• About this task:
Look down the entries below and report how many lines hold the string "HashMap"; write nothing else.

[Records excerpted from a collection]
......

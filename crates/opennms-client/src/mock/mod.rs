//! Mock transport for unit testing
//!
//! [`MockOnmsHttp`] implements [`OnmsHttp`] over an in-memory table of canned
//! responses keyed by request path, so the DAOs can be exercised without a
//! running OpenNMS server. Every call is recorded for later inspection.
//!
//! - `helpers.rs` - builders for the collection envelopes OpenNMS returns

pub mod helpers;

use crate::common::query::Filter;
use crate::common::{AcceptType, HttpResult, RequestOptions};
use crate::error::OnmsError;
use crate::http_trait::OnmsHttp;
use serde_json::Value;
use std::collections::HashMap;
use std::sync::{Arc, Mutex, MutexGuard, PoisonError};

/// Canned response for one path
#[derive(Debug, Clone)]
pub enum MockResponse {
    Ok(HttpResult),
    /// Non-2xx answer, surfaced as [`OnmsError::Status`]
    Status(u16, String),
}

/// A call seen by the mock
#[derive(Debug, Clone, PartialEq)]
pub struct RecordedRequest {
    pub method: &'static str,
    pub path: String,
    pub accept: AcceptType,
    pub filter: Option<Filter>,
    pub body: Option<Value>,
}

/// Mock transport for testing
///
/// Unknown paths answer 404. Clones share the same response table and
/// request log.
#[derive(Debug, Clone)]
pub struct MockOnmsHttp {
    base_url: String,
    responses: Arc<Mutex<HashMap<String, MockResponse>>>,
    requests: Arc<Mutex<Vec<RecordedRequest>>>,
}

fn lock<T>(mutex: &Mutex<T>) -> MutexGuard<'_, T> {
    mutex.lock().unwrap_or_else(PoisonError::into_inner)
}

impl MockOnmsHttp {
    /// Create a new mock transport
    pub fn new(base_url: impl Into<String>) -> Self {
        Self {
            base_url: base_url.into(),
            responses: Arc::new(Mutex::new(HashMap::new())),
            requests: Arc::new(Mutex::new(Vec::new())),
        }
    }

    /// Answer `path` with a JSON body
    pub fn respond_json(&self, path: impl Into<String>, body: Value) -> &Self {
        self.respond(path, MockResponse::Ok(HttpResult::ok_json(body)))
    }

    /// Answer `path` with a non-2xx status
    pub fn respond_status(&self, path: impl Into<String>, status: u16, body: impl Into<String>) -> &Self {
        self.respond(path, MockResponse::Status(status, body.into()))
    }

    pub fn respond(&self, path: impl Into<String>, response: MockResponse) -> &Self {
        lock(&self.responses).insert(path.into(), response);
        self
    }

    /// Every request seen so far, in call order
    pub fn requests(&self) -> Vec<RecordedRequest> {
        lock(&self.requests).clone()
    }

    /// Paths requested so far, in call order
    pub fn requested_paths(&self) -> Vec<String> {
        lock(&self.requests).iter().map(|r| r.path.clone()).collect()
    }

    fn answer(
        &self,
        method: &'static str,
        path: &str,
        options: &RequestOptions,
        body: Option<&Value>,
    ) -> Result<HttpResult, OnmsError> {
        lock(&self.requests).push(RecordedRequest {
            method,
            path: path.to_string(),
            accept: options.accept,
            filter: options.filter.clone(),
            body: body.cloned(),
        });

        let response = lock(&self.responses).get(path).cloned();
        match response {
            Some(MockResponse::Ok(result)) => Ok(result),
            Some(MockResponse::Status(status, body)) => Err(OnmsError::Status {
                method,
                path: path.to_string(),
                status,
                body,
            }),
            None => Err(OnmsError::Status {
                method,
                path: path.to_string(),
                status: 404,
                body: format!("no mock response for {path}"),
            }),
        }
    }
}

#[async_trait::async_trait]
impl OnmsHttp for MockOnmsHttp {
    fn base_url(&self) -> &str {
        &self.base_url
    }

    async fn get(&self, path: &str, options: &RequestOptions) -> Result<HttpResult, OnmsError> {
        self.answer("GET", path, options, None)
    }

    async fn post_json(
        &self,
        path: &str,
        body: &Value,
        options: &RequestOptions,
    ) -> Result<HttpResult, OnmsError> {
        self.answer("POST", path, options, Some(body))
    }
}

......

• The answer:
3